_What you are asked to do_
Copy each line below in which the string "format" occurs.
--- Material provided ---
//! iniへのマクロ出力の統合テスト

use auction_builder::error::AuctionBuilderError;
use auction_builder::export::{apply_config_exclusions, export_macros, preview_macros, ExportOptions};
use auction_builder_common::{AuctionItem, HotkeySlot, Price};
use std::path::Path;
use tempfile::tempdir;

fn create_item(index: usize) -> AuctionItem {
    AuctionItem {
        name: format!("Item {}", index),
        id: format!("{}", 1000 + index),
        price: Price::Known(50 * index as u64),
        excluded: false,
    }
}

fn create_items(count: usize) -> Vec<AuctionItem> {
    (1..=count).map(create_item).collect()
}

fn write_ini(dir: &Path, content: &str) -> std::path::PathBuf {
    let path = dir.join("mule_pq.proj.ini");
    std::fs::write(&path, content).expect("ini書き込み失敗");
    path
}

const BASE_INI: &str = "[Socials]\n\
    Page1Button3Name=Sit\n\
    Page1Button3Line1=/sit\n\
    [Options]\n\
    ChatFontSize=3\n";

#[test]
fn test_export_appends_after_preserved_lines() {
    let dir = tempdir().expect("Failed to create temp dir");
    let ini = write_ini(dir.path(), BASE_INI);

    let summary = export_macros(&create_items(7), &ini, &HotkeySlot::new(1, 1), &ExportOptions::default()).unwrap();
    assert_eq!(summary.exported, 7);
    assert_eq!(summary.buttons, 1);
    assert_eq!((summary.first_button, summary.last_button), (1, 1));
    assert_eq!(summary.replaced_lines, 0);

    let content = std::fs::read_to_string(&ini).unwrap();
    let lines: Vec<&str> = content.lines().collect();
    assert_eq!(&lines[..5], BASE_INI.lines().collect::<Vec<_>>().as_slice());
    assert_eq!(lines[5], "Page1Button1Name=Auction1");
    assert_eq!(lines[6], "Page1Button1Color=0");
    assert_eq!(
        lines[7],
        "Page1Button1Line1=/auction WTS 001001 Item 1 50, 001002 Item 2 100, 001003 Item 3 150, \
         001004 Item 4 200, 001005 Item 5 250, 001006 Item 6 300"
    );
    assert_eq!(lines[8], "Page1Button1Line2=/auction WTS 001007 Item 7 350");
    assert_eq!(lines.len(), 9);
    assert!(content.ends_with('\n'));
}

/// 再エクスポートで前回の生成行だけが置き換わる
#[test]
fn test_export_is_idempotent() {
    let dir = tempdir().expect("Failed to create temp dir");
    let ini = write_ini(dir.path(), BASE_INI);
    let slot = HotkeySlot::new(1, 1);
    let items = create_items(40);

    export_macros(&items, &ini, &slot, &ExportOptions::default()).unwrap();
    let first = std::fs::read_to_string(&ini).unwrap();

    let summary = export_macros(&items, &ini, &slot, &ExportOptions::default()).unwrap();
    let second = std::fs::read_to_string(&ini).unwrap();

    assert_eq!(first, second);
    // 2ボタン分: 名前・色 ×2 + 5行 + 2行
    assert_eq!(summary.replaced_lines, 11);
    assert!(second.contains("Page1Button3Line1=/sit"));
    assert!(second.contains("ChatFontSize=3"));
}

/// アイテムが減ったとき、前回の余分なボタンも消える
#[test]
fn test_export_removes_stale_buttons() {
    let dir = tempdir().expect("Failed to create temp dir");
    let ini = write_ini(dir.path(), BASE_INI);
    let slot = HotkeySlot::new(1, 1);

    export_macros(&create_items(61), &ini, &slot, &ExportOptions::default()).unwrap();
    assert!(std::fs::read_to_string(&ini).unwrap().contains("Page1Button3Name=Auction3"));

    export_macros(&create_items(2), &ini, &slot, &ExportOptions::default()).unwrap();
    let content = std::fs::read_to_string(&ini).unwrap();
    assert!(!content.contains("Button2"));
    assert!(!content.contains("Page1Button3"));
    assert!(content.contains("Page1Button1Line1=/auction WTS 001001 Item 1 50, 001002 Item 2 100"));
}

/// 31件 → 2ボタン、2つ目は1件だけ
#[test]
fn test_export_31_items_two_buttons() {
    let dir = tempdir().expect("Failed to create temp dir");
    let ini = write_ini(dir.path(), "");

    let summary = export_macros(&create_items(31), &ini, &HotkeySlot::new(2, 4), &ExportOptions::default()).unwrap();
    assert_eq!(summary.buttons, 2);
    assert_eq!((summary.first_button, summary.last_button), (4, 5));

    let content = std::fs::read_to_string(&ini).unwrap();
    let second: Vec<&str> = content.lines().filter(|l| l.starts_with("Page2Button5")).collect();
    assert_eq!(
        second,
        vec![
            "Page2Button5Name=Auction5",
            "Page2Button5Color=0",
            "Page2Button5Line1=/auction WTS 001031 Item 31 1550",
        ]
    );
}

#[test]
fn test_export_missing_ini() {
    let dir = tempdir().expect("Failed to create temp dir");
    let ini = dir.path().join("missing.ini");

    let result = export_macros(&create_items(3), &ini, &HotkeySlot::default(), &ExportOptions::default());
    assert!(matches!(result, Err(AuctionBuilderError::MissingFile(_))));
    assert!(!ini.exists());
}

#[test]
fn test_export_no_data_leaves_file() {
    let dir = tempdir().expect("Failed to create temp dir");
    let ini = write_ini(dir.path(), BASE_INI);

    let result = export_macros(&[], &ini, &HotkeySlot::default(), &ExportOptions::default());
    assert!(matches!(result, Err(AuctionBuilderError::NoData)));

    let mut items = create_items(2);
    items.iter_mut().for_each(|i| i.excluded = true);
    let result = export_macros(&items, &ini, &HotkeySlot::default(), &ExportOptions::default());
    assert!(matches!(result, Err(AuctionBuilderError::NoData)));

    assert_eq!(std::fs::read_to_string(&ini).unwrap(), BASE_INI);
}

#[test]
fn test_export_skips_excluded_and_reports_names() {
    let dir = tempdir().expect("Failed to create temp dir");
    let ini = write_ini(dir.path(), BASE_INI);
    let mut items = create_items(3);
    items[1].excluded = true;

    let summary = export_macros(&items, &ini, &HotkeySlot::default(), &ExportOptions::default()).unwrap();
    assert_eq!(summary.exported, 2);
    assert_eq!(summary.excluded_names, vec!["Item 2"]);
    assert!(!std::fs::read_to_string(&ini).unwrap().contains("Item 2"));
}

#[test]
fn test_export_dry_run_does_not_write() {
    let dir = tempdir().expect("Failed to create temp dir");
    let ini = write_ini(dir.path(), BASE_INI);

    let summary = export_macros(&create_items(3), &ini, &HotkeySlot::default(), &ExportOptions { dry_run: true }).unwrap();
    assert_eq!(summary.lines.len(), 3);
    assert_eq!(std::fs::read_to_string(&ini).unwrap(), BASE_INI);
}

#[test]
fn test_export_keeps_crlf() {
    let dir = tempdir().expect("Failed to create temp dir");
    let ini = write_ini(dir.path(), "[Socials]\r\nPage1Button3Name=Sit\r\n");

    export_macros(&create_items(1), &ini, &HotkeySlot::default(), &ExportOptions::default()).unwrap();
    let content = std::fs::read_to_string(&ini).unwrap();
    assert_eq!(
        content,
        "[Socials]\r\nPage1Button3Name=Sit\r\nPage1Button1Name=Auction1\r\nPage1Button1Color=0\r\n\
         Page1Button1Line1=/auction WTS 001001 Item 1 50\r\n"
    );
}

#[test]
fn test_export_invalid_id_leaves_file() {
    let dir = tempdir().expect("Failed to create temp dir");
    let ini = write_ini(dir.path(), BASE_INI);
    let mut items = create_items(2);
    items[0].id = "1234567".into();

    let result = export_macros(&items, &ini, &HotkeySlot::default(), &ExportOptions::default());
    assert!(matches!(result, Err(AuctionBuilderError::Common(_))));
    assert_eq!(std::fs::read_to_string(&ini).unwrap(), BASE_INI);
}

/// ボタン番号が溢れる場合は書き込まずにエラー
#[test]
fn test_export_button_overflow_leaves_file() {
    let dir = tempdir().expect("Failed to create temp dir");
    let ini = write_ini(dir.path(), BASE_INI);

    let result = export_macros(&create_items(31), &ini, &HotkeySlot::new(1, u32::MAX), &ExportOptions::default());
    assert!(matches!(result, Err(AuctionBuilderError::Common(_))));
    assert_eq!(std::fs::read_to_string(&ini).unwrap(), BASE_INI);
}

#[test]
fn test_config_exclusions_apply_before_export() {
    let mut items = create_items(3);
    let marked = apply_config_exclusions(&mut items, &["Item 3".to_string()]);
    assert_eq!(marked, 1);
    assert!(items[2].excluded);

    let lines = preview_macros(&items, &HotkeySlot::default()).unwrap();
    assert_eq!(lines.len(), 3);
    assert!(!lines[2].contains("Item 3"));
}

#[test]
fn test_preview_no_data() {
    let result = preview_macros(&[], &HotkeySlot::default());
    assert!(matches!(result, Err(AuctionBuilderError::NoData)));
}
---
_Task output_
        name: format!("Item {}", index),
        id: format!("{}", 1000 + index),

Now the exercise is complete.